Adult women make up the largest group of sex trafficking victims, followed by female children, although there is a small percentage of adult females who are into the sex industry as well. Women who are victims of sexual trafficking are often those who are living in poverty and are not able to provide for themselves basic needs of shelter and food. Many have mental health issues and are unable to function on their own. They may not be able to hold down a job and do not have a good education. They most likely have a background of abuse, mostly domestic and childhood abuse. Some have a drug habit that makes them dependent on traffickers. So, while some people are kidnapped and enslaved, many more “voluntarily” participate out of desperation and fear.

Trafficking has a harrowing effect on the mental, emotional, and physical well-being of those ensnared in its web.

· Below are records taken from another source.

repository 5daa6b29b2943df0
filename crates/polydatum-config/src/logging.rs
use serde::{Deserialize, Serialize};
use strum::{Display, EnumString};

/// Output formats understood by the telemetry initialiser.
#[derive(
    Debug, Clone, Copy, Default, Deserialize, Serialize, PartialEq, Eq, EnumString, Display,
)]
#[serde(rename_all = "snake_case")]
#[strum(serialize_all = "snake_case", ascii_case_insensitive)]
pub enum LogFormat {
    /// One JSON object per event.
    #[default]
    Json,
    /// Human-readable single line output.
    Compact,
}

/// Errors encountered while parsing a [`LogFormat`] from text.
pub type LogFormatParseError = strum::ParseError;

Beyond the physical abuse, they suffer extreme emotional stress, including grief, distrust, and suicidal thoughts. Drugs and alcohol are often sought (and sometimes provided by the abusers) to numb the pain, and food and sleep are irregular and lacking. A person abducted into sexual enslavement loses their life. Too few are lucky enough to ever get it back.

Some sex trafficking is highly visible, such as street prostitution. But many groups are operating out of unmarked brothels in unsuspecting (sometimes suburban) neighborhoods. They may also operate out of a variety of public and private locations, such as massage parlors, spas, and strip clubs.

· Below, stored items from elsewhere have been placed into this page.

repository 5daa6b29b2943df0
//! The registry owner: resources, services, middleware, and hooks.
//!
//! A [`DataManager`] is assembled once with [`DataManagerBuilder`] and is
//! immutable afterwards, so it can be shared freely across threads. Each unit
//! of work opens its own [`ExecutionContext`] from it.

use std::fmt;
use std::sync::Arc;

use polydatum_config::Settings;

use crate::context::{self, ExecutionContext};
use crate::dispatch::resolver::ResolverMiddleware;
use crate::dispatch::{Dal, Handler, MethodChain, MethodMiddleware, invoke_target};
use crate::errors::DalError;
use crate::fault::Fault;
use crate::hooks::{ContextHooks, NoopHooks};
use crate::meta::Meta;
use crate::middleware::ContextMiddleware;
use crate::resource::{Resource, ResourceRegistry};
use crate::service::{Service, ServiceRegistry};

/// Owns everything a context needs.
pub struct DataManager {
    resources: ResourceRegistry,
    services: ServiceRegistry,
    context_middleware: Vec<Arc<dyn ContextMiddleware>>,
    chain: MethodChain,
    hooks: Arc<dyn ContextHooks>,
    settings: Settings,
}

impl DataManager {
    /// Starts building a manager.
    #[must_use]
    pub fn builder() -> DataManagerBuilder {
        DataManagerBuilder::new()
    }

    /// Creates a fresh, unentered context carrying `meta`.
    #[must_use]
    pub fn context(self: &Arc<Self>, meta: Meta) -> ExecutionContext {
        ExecutionContext::new(Arc::clone(self), meta)
    }

    /// Opens a context, runs `body` with the command entry point, and closes
    /// the context again.
    ///
    /// Returns `Ok(None)` when `body` failed and middleware suppressed the
    /// fault.
    ///
    /// # Errors
    ///
    /// Returns setup failures and any fault that survives teardown.
    pub fn run<T, F>(self: &Arc<Self>, meta: Meta, body: F) -> Result<Option<T>, Fault>
    where
        F: FnOnce(&Dal, &ExecutionContext) -> Result<T, Fault>,
    {
        let dal = self.dal();
        self.context(meta).scope(|context| body(&dal, context))
    }

    /// Command entry point for this manager.
    #[must_use]
    pub fn dal(self: &Arc<Self>) -> Dal {
        Dal::new(Arc::clone(self))
    }

    /// Resource factory registered under `name`.
    #[must_use]
    pub fn resource(&self, name: &str) -> Option<Arc<dyn Resource>> {
        self.resources.get(name)
    }

    /// Registered resources.
    #[must_use]
    pub const fn resources(&self) -> &ResourceRegistry {
        &self.resources
    }

    /// Registered top-level services.
    #[must_use]
    pub const fn services(&self) -> &ServiceRegistry {
        &self.services
    }

    /// Composed method middleware chain.
    #[must_use]
    pub const fn chain(&self) -> &MethodChain {
        &self.chain
    }

    /// Configuration supplied at build time.
    #[must_use]
    pub const fn settings(&self) -> &Settings {
        &self.settings
    }

    /// Innermost open context of this manager on the current thread.
    #[must_use]
    pub fn active_context(&self) -> Option<ExecutionContext> {
        context::innermost_for(self)
    }

    /// Like [`DataManager::active_context`], but fails when none is open.
    ///
    /// # Errors
    ///
    /// Returns [`DalError::NoActiveContext`] when no context is open.
    pub fn require_active_context(&self) -> Result<ExecutionContext, DalError> {
        self.active_context().ok_or(DalError::NoActiveContext)
    }

    pub(crate) fn context_middleware(&self) -> &[Arc<dyn ContextMiddleware>] {
        &self.context_middleware
    }

    pub(crate) fn hooks(&self) -> &dyn ContextHooks {
        self.hooks.as_ref()
    }
}

impl fmt::Debug for DataManager {
    fn fmt(&self, formatter: &mut fmt::Formatter<'_>) -> fmt::Result {
        let middleware: Vec<&str> = self
            .context_middleware
            .iter()
            .map(|middleware| middleware.name())
            .collect();
        formatter
            .debug_struct("DataManager")
            .field("resources", &self.resources)
            .field("services", &self.services.names().collect::<Vec<_>>())
            .field("context_middleware", &middleware)
            .field("chain", &self.chain)
            .finish_non_exhaustive()
    }
}

/// Assembles a [`DataManager`].
///
/// Method middleware runs in the order given, followed by the default
/// middleware (the path resolver unless replaced), around the terminal
/// handler.
pub struct DataManagerBuilder {
    resources: ResourceRegistry,
    services: ServiceRegistry,
    context_middleware: Vec<Arc<dyn ContextMiddleware>>,
    method_middleware: Vec<Arc<dyn MethodMiddleware>>,
    default_method_middleware: Vec<Arc<dyn MethodMiddleware>>,
    terminal: Handler,
    hooks: Arc<dyn ContextHooks>,
    settings: Settings,
}

impl Default for DataManagerBuilder {
    fn default() -> Self {
        Self::new()
    }
}

impl DataManagerBuilder {
    /// Creates a builder with the default resolver and terminal handler.
    #[must_use]
    pub fn new() -> Self {
        let resolver: Arc<dyn MethodMiddleware> = Arc::new(ResolverMiddleware);
        Self {
            resources: ResourceRegistry::new(),
            services: ServiceRegistry::new(),
            context_middleware: Vec::new(),
            method_middleware: Vec::new(),
            default_method_middleware: vec![resolver],
            terminal: Arc::new(invoke_target),
            hooks: Arc::new(NoopHooks),
            settings: Settings::new(),
        }
    }

    /// Registers a resource.
    ///
    /// # Errors
    ///
    /// Returns [`DalError::AlreadyExists`] when `name` is taken.
    pub fn register_resource<R>(mut self, name: &str, resource: R) -> Result<Self, DalError>
    where
        R: Resource + 'static,
    {
        self.resources.register(name, Arc::new(resource))?;
        Ok(self)
    }

    /// Registers several resources, stopping at the first conflict.
    ///
    /// # Errors
    ///
    /// Returns [`DalError::AlreadyExists`] when a name is taken.
    pub fn register_resources<I, N>(mut self, resources: I) -> Result<Self, DalError>
    where
        I: IntoIterator<Item = (N, Arc<dyn Resource>)>,
        N: Into<String>,
    {
        for (name, resource) in resources {
            self.resources.register(name, resource)?;
        }
        Ok(self)
    }

    /// Registers a resource, overwriting any existing entry.
    #[must_use]
    pub fn replace_resource<R>(mut self, name: &str, resource: R) -> Self
    where
        R: Resource + 'static,
    {
        self.resources.replace(name, Arc::new(resource));
        self
    }

    /// Registers a top-level service.
    ///
    /// # Errors
    ///
    /// Returns [`DalError::AlreadyExists`] when `name` is taken.
    pub fn register_service(mut self, name: &str, service: Service) -> Result<Self, DalError> {
        self.services.register(name, service)?;
        Ok(self)
    }

    /// Registers several top-level services, stopping at the first conflict.
    ///
    /// # Errors
    ///
    /// Returns [`DalError::AlreadyExists`] when a name is taken.
    pub fn register_services<I, N>(mut self, services: I) -> Result<Self, DalError>
    where
        I: IntoIterator<Item = (N, Service)>,
        N: Into<String>,
    {
        for (name, service) in services {
            self.services.register(name, service)?;
        }
        Ok(self)
    }

    /// Registers a top-level service, overwriting any existing entry.
    #[must_use]
    pub fn replace_service(mut self, name: &str, service: Service) -> Self {
        self.services.replace(name, service);
        self
    }

    /// Appends context middleware. Setup follows registration order.
    #[must_use]
    pub fn register_context_middleware<M>(mut self, middleware: M) -> Self
    where
        M: ContextMiddleware + 'static,
    {
        self.context_middleware.push(Arc::new(middleware));
        self
    }

    /// Appends method middleware ahead of the defaults.
    #[must_use]
    pub fn method_middleware(mut self, middleware: Arc<dyn MethodMiddleware>) -> Self {
        self.method_middleware.push(middleware);
        self
    }

    /// Replaces the default method middleware that runs after every
    /// explicitly added layer.
    #[must_use]
    pub fn default_method_middleware(mut self, middleware: Vec<Arc<dyn MethodMiddleware>>) -> Self {
        self.default_method_middleware = middleware;
        self
    }

    /// Replaces the handler at the centre of the method chain.
    #[must_use]
    pub fn terminal_handler(mut self, handler: Handler) -> Self {
        self.terminal = handler;
        self
    }

    /// Installs context lifecycle hooks.
    #[must_use]
    pub fn hooks<H>(mut self, hooks: H) -> Self
    where
        H: ContextHooks + 'static,
    {
        self.hooks = Arc::new(hooks);
        self
    }

    /// Supplies configuration.
    #[must_use]
    pub fn settings(mut self, settings: Settings) -> Self {
        self.settings = settings;
        self
    }

    /// Composes the method chain, attaches every resource and service to
    /// the manager, and returns it.
    #[must_use]
    pub fn build(self) -> Arc<DataManager> {
        let Self {
            resources,
            mut services,
            context_middleware,
            mut method_middleware,
            default_method_middleware,
            terminal,
            hooks,
            settings,
        } = self;
        method_middleware.extend(default_method_middleware);
        let chain = MethodChain::compose(method_middleware, terminal);

        Arc::new_cyclic(|manager| {
            resources.setup_all(manager);
            services.setup_all(manager);
            DataManager {
                resources,
                services,
                context_middleware,
                chain,
                hooks,
                settings,
            }
        })
    }
}

impl fmt::Debug for DataManagerBuilder {
    fn fmt(&self, formatter: &mut fmt::Formatter<'_>) -> fmt::Result {
        formatter
            .debug_struct("DataManagerBuilder")
            .field("resources", &self.resources)
            .field("method_middleware", &self.method_middleware.len())
            .finish_non_exhaustive()
    }
}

Fortunately, some of those involved as victims of sexual trafficking walk into freedom or escape and require dedicated assistance and love to restart their lives. Here in Sarasota, Florida, and throughout the United States, there are branches of the Selah Freedom non-profit organization dedicated to helping victims of sex trafficking.. This caring organization offers outreach as well as residential programs from which their grateful clients graduate to go on to independent and much happier lives. Their safe residential houses are located in Chicago and Wisconsin. Selah Freedom has the cooperation of local police, attorneys, and judges who help identify and support these victims as well as the legislators who work to establish better tools to fight human trafficking. Selah also offers a program for teens 12-17 within the school systems to educate the teens about sex trafficking so they do not get involved in it. Recently, a ticket agent at the airport got suspicious about two teenage girls who had first class one-way tickets to New York. They were going there because a man they met online wanted them to come there to audition for modeling jobs. Fortunately, the ticket agent blocked the girls getting on the plane. She then called the girls’ parents who came and took them home. If the girls had gone to the hotel to meet the man they may have been kidnapped into sex trafficking. Education about sex trafficking is so very important!

President Trump signed new anti-sex-trafficking legislation into law in April, 2018. The new law, which passed congress with near unanimous bipartisan support, gives prosecutors stronger tools to go after sites such as This site facilitated prostitution and revealed details about victims including minors as young as 14. Several of its top officials have been indicted. The new law will also let state law enforcement officials to pursue sites that knowingly host sex trafficking content, and will allow victims to sue such sites for damages.